//! In-process `ReviewStore`.
//!
//! A transaction holds the store-wide lock for its whole lifetime, so
//! transactions are serialized. Writes go straight to the shared state and a
//! snapshot taken at `begin` is restored if the handle is dropped uncommitted.
//! Faults can be switched on to exercise the failure paths of the vote flow.

use std::{
    collections::{HashMap, HashSet},
    sync::{
        Arc,
        atomic::{AtomicBool, Ordering},
    },
};

use chrono::Utc;
use tokio::sync::{Mutex, OwnedMutexGuard};
use uuid::Uuid;

use super::{ReviewStore, StoreResult, VoteTx};
use crate::{
    error::StoreError,
    models::{NewReview, NewVote, Review, ReviewCounts, Vote, VotePolarity},
};

#[derive(Debug, Clone, Default)]
struct MemoryState {
    reviews: HashMap<Uuid, Review>,
    votes: HashMap<(Uuid, Uuid), Vote>,
}

impl MemoryState {
    fn tally(&self, review_id: Uuid) -> ReviewCounts {
        self.votes
            .values()
            .filter(|vote| vote.review_id == review_id)
            .fold(ReviewCounts::default(), |mut acc, vote| {
                match vote.polarity {
                    VotePolarity::Like => acc.likes += 1,
                    VotePolarity::Dislike => acc.dislikes += 1,
                }
                acc
            })
    }
}

#[derive(Debug, Default)]
struct Faults {
    unavailable: AtomicBool,
    fail_increments: AtomicBool,
    fail_commits: AtomicBool,
    fail_reconcile: std::sync::Mutex<HashSet<Uuid>>,
}

#[derive(Clone, Default)]
pub struct MemoryReviewStore {
    state: Arc<Mutex<MemoryState>>,
    faults: Arc<Faults>,
}

impl MemoryReviewStore {
    pub fn new() -> Self {
        Self::default()
    }

    /// Makes every new transaction and query fail as if the database were down.
    pub fn set_unavailable(&self, on: bool) {
        self.faults.unavailable.store(on, Ordering::SeqCst);
    }

    /// Makes `increment_counter` fail after the ledger insert went through.
    pub fn fail_increments(&self, on: bool) {
        self.faults.fail_increments.store(on, Ordering::SeqCst);
    }

    /// Makes `commit` fail after applying the writes, leaving the outcome
    /// ambiguous to the caller the way a dropped connection would.
    pub fn fail_commits(&self, on: bool) {
        self.faults.fail_commits.store(on, Ordering::SeqCst);
    }

    /// Makes `reconcile_review` fail for one review.
    pub fn fail_reconcile_of(&self, review_id: Uuid, on: bool) {
        let mut failing = self
            .faults
            .fail_reconcile
            .lock()
            .unwrap_or_else(|poisoned| poisoned.into_inner());
        if on {
            failing.insert(review_id);
        } else {
            failing.remove(&review_id);
        }
    }

    /// Likes and dislikes counted from ledger entries.
    pub async fn ledger_tally(&self, review_id: Uuid) -> ReviewCounts {
        self.state.lock().await.tally(review_id)
    }

    pub async fn vote(&self, user_id: Uuid, review_id: Uuid) -> Option<Vote> {
        self.state
            .lock()
            .await
            .votes
            .get(&(user_id, review_id))
            .cloned()
    }

    pub async fn vote_count(&self) -> usize {
        self.state.lock().await.votes.len()
    }

    fn check_available(&self) -> StoreResult<()> {
        if self.faults.unavailable.load(Ordering::SeqCst) {
            return Err(StoreError::Unavailable("memory store offline".to_string()));
        }
        Ok(())
    }
}

impl ReviewStore for MemoryReviewStore {
    type Tx = MemoryVoteTx;

    async fn begin(&self) -> StoreResult<MemoryVoteTx> {
        self.check_available()?;
        let guard = self.state.clone().lock_owned().await;
        let snapshot = guard.clone();
        Ok(MemoryVoteTx {
            guard,
            snapshot: Some(snapshot),
            faults: self.faults.clone(),
        })
    }

    async fn create_review(&self, review: NewReview) -> StoreResult<Review> {
        self.check_available()?;
        let review = Review {
            id: Uuid::new_v4(),
            author_id: review.author_id,
            content: review.content,
            rating: review.rating,
            likes: 0,
            dislikes: 0,
            created_at: Utc::now(),
        };
        self.state
            .lock()
            .await
            .reviews
            .insert(review.id, review.clone());
        Ok(review)
    }

    async fn get_review(&self, review_id: Uuid) -> StoreResult<Option<Review>> {
        self.check_available()?;
        Ok(self.state.lock().await.reviews.get(&review_id).cloned())
    }

    async fn list_reviews(&self, limit: i64, offset: i64) -> StoreResult<Vec<Review>> {
        self.check_available()?;
        let state = self.state.lock().await;
        let mut reviews: Vec<Review> = state.reviews.values().cloned().collect();
        reviews.sort_by(|a, b| b.created_at.cmp(&a.created_at).then(a.id.cmp(&b.id)));

        Ok(reviews
            .into_iter()
            .skip(offset.max(0) as usize)
            .take(limit.max(0) as usize)
            .collect())
    }

    async fn count_reviews(&self) -> StoreResult<i64> {
        self.check_available()?;
        Ok(self.state.lock().await.reviews.len() as i64)
    }

    async fn drifted_reviews(&self) -> StoreResult<Vec<Uuid>> {
        self.check_available()?;
        let state = self.state.lock().await;

        Ok(state
            .reviews
            .values()
            .filter(|review| {
                review.counts() != state.tally(review.id)
                    || state
                        .votes
                        .values()
                        .any(|vote| vote.review_id == review.id && !vote.applied)
            })
            .map(|review| review.id)
            .collect())
    }

    async fn reconcile_review(&self, review_id: Uuid) -> StoreResult<bool> {
        self.check_available()?;
        let failing = self
            .faults
            .fail_reconcile
            .lock()
            .unwrap_or_else(|poisoned| poisoned.into_inner())
            .contains(&review_id);
        if failing {
            return Err(StoreError::Unavailable(format!(
                "injected reconcile failure for review {review_id}"
            )));
        }

        let mut state = self.state.lock().await;
        let tally = state.tally(review_id);
        let Some(review) = state.reviews.get_mut(&review_id) else {
            return Ok(false);
        };

        let repaired = review.counts() != tally;
        if repaired {
            review.likes = tally.likes;
            review.dislikes = tally.dislikes;
        }
        for vote in state
            .votes
            .values_mut()
            .filter(|vote| vote.review_id == review_id)
        {
            vote.applied = true;
        }

        Ok(repaired)
    }
}

pub struct MemoryVoteTx {
    guard: OwnedMutexGuard<MemoryState>,
    snapshot: Option<MemoryState>,
    faults: Arc<Faults>,
}

impl Drop for MemoryVoteTx {
    fn drop(&mut self) {
        // Uncommitted: roll back.
        if let Some(snapshot) = self.snapshot.take() {
            *self.guard = snapshot;
        }
    }
}

impl VoteTx for MemoryVoteTx {
    async fn review_exists(&mut self, review_id: Uuid) -> StoreResult<bool> {
        Ok(self.guard.reviews.contains_key(&review_id))
    }

    async fn insert_vote(&mut self, vote: &NewVote) -> StoreResult<Option<Vote>> {
        if !self.guard.reviews.contains_key(&vote.review_id) {
            return Err(StoreError::MissingReference(format!(
                "review {}",
                vote.review_id
            )));
        }

        let key = (vote.user_id, vote.review_id);
        if self.guard.votes.contains_key(&key) {
            return Ok(None);
        }

        let row = Vote {
            id: vote.id,
            user_id: vote.user_id,
            review_id: vote.review_id,
            polarity: vote.polarity,
            applied: false,
            created_at: vote.created_at,
        };
        self.guard.votes.insert(key, row.clone());
        Ok(Some(row))
    }

    async fn mark_applied(&mut self, vote_id: Uuid) -> StoreResult<bool> {
        let vote = self
            .guard
            .votes
            .values_mut()
            .find(|vote| vote.id == vote_id && !vote.applied);

        match vote {
            Some(vote) => {
                vote.applied = true;
                Ok(true)
            }
            None => Ok(false),
        }
    }

    async fn increment_counter(
        &mut self,
        review_id: Uuid,
        polarity: VotePolarity,
    ) -> StoreResult<Option<ReviewCounts>> {
        if self.faults.fail_increments.load(Ordering::SeqCst) {
            return Err(StoreError::Unavailable(
                "injected increment failure".to_string(),
            ));
        }

        let Some(review) = self.guard.reviews.get_mut(&review_id) else {
            return Ok(None);
        };
        match polarity {
            VotePolarity::Like => review.likes += 1,
            VotePolarity::Dislike => review.dislikes += 1,
        }
        Ok(Some(review.counts()))
    }

    async fn read_counts(&mut self, review_id: Uuid) -> StoreResult<Option<ReviewCounts>> {
        Ok(self.guard.reviews.get(&review_id).map(Review::counts))
    }

    async fn commit(mut self) -> StoreResult<()> {
        self.snapshot = None;
        if self.faults.fail_commits.load(Ordering::SeqCst) {
            return Err(StoreError::Unavailable(
                "connection lost during commit".to_string(),
            ));
        }
        Ok(())
    }
}

#[cfg(test)]
mod tests {
    use super::*;

    async fn store_with_review() -> (MemoryReviewStore, Review) {
        let store = MemoryReviewStore::new();
        let review = store
            .create_review(NewReview {
                author_id: Uuid::new_v4(),
                content: "Solid co-op".to_string(),
                rating: 4,
            })
            .await
            .unwrap();
        (store, review)
    }

    #[tokio::test]
    async fn test_dropped_transaction_rolls_back_writes() {
        let (store, review) = store_with_review().await;
        let user_id = Uuid::new_v4();

        {
            let mut tx = store.begin().await.unwrap();
            let vote = NewVote::new(user_id, review.id, VotePolarity::Like);
            assert!(tx.insert_vote(&vote).await.unwrap().is_some());
            tx.increment_counter(review.id, VotePolarity::Like)
                .await
                .unwrap();
        }

        assert_eq!(store.vote_count().await, 0);
        let stored = store.get_review(review.id).await.unwrap().unwrap();
        assert_eq!(stored.counts(), ReviewCounts::default());
    }

    #[tokio::test]
    async fn test_insert_vote_conflicts_on_same_pair() {
        let (store, review) = store_with_review().await;
        let user_id = Uuid::new_v4();

        let mut tx = store.begin().await.unwrap();
        let first = NewVote::new(user_id, review.id, VotePolarity::Like);
        let second = NewVote::new(user_id, review.id, VotePolarity::Dislike);
        assert!(tx.insert_vote(&first).await.unwrap().is_some());
        assert!(tx.insert_vote(&second).await.unwrap().is_none());
        tx.commit().await.unwrap();

        let vote = store.vote(user_id, review.id).await.unwrap();
        assert_eq!(vote.polarity, VotePolarity::Like);
    }

    #[tokio::test]
    async fn test_unavailable_store_refuses_transactions() {
        let (store, _review) = store_with_review().await;
        store.set_unavailable(true);
        assert!(matches!(
            store.begin().await,
            Err(StoreError::Unavailable(_))
        ));
    }
}
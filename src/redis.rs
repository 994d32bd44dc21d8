use crate::error::Result;
use redis::{AsyncCommands, Client, aio::ConnectionManager};
use std::sync::Arc;
use tokio::sync::Mutex;

#[derive(Clone)]
pub struct RedisClient {
    manager: Arc<Mutex<ConnectionManager>>,
}

impl RedisClient {
    pub async fn new(redis_url: &str) -> Result<Self> {
        let client = Client::open(redis_url)?;
        let manager = ConnectionManager::new(client).await?;
        Ok(Self {
            manager: Arc::new(Mutex::new(manager)),
        })
    }

    // Fixed-window rate limiting. Returns false once `limit` is exceeded.
    pub async fn check_rate_limit(
        &self,
        key: &str,
        limit: u32,
        window_seconds: usize,
    ) -> Result<bool> {
        let mut conn = self.manager.lock().await;
        let key = format!("rate_limit:{}", key);

        let current: u32 = conn.incr(&key, 1).await?;
        if current == 1 {
            let _: () = conn.expire(&key, window_seconds as i64).await?;
        }

        Ok(current <= limit)
    }

    // Caching
    pub async fn cache_set(&self, key: &str, value: &str, ttl_seconds: usize) -> Result<()> {
        let mut conn = self.manager.lock().await;
        let _: () = conn.set_ex(key, value, ttl_seconds as u64).await?;
        Ok(())
    }

    pub async fn cache_get(&self, key: &str) -> Result<Option<String>> {
        let mut conn = self.manager.lock().await;
        let value: Option<String> = conn.get(key).await?;
        Ok(value)
    }

    pub async fn cache_delete(&self, key: &str) -> Result<()> {
        let mut conn = self.manager.lock().await;
        let _: () = conn.del(key).await?;
        Ok(())
    }
}
use axum::{extract::State, response::Json};
use serde_json::{Value, json};

use crate::{
    AppState,
    auth::WebhookCaller,
    error::{AppError, Result},
    models::{IdentityDeletedData, IdentityEvent, IdentityUserData},
    services::user_service,
};

/// Keeps local user rows in sync with the identity provider.
pub async fn identity_webhook(
    State(state): State<AppState>,
    _caller: WebhookCaller,
    Json(event): Json<IdentityEvent>,
) -> Result<Json<Value>> {
    tracing::info!(event_type = %event.event_type, "Identity webhook received");

    match event.event_type.as_str() {
        "user.created" | "user.updated" => {
            let data: IdentityUserData = serde_json::from_value(event.data)?;
            let profile = data
                .into_profile()
                .ok_or_else(|| AppError::BadRequest("Missing user id or email".to_string()))?;

            let user = user_service::upsert_user(&state.db, &profile).await?;
            user_service::invalidate_user_cache(&state.redis, &profile.external_id).await?;
            tracing::info!(user_id = %user.id, external_id = %user.external_id, "User synced");

            Ok(Json(json!({
                "message": "User synced successfully",
                "user_id": user.id
            })))
        }
        "user.deleted" => {
            let data: IdentityDeletedData = serde_json::from_value(event.data)?;
            let external_id = data
                .id
                .filter(|id| !id.is_empty())
                .ok_or_else(|| AppError::BadRequest("Missing user id".to_string()))?;

            let user = user_service::soft_delete_user(&state.db, &external_id)
                .await?
                .ok_or_else(|| AppError::NotFound("User not found".to_string()))?;
            user_service::invalidate_user_cache(&state.redis, &external_id).await?;
            tracing::info!(user_id = %user.id, %external_id, "User soft deleted");

            Ok(Json(json!({
                "message": "User soft deleted successfully"
            })))
        }
        other => {
            tracing::debug!(event_type = %other, "Ignoring identity webhook event");
            Ok(Json(json!({
                "message": "Webhook processed successfully"
            })))
        }
    }
}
________
*Requirement*
Print exactly the lines from the one with "let external_id = data" through the last line of the material, including both, and no others.

*Solution to this task*
            let external_id = data
                .id
                .filter(|id| !id.is_empty())
                .ok_or_else(|| AppError::BadRequest("Missing user id".to_string()))?;

            let user = user_service::soft_delete_user(&state.db, &external_id)
                .await?
                .ok_or_else(|| AppError::NotFound("User not found".to_string()))?;
            user_service::invalidate_user_cache(&state.redis, &external_id).await?;
            tracing::info!(user_id = %user.id, %external_id, "User soft deleted");

            Ok(Json(json!({
                "message": "User soft deleted successfully"
            })))
        }
        other => {
            tracing::debug!(event_type = %other, "Ignoring identity webhook event");
            Ok(Json(json!({
                "message": "Webhook processed successfully"
            })))
        }
    }
}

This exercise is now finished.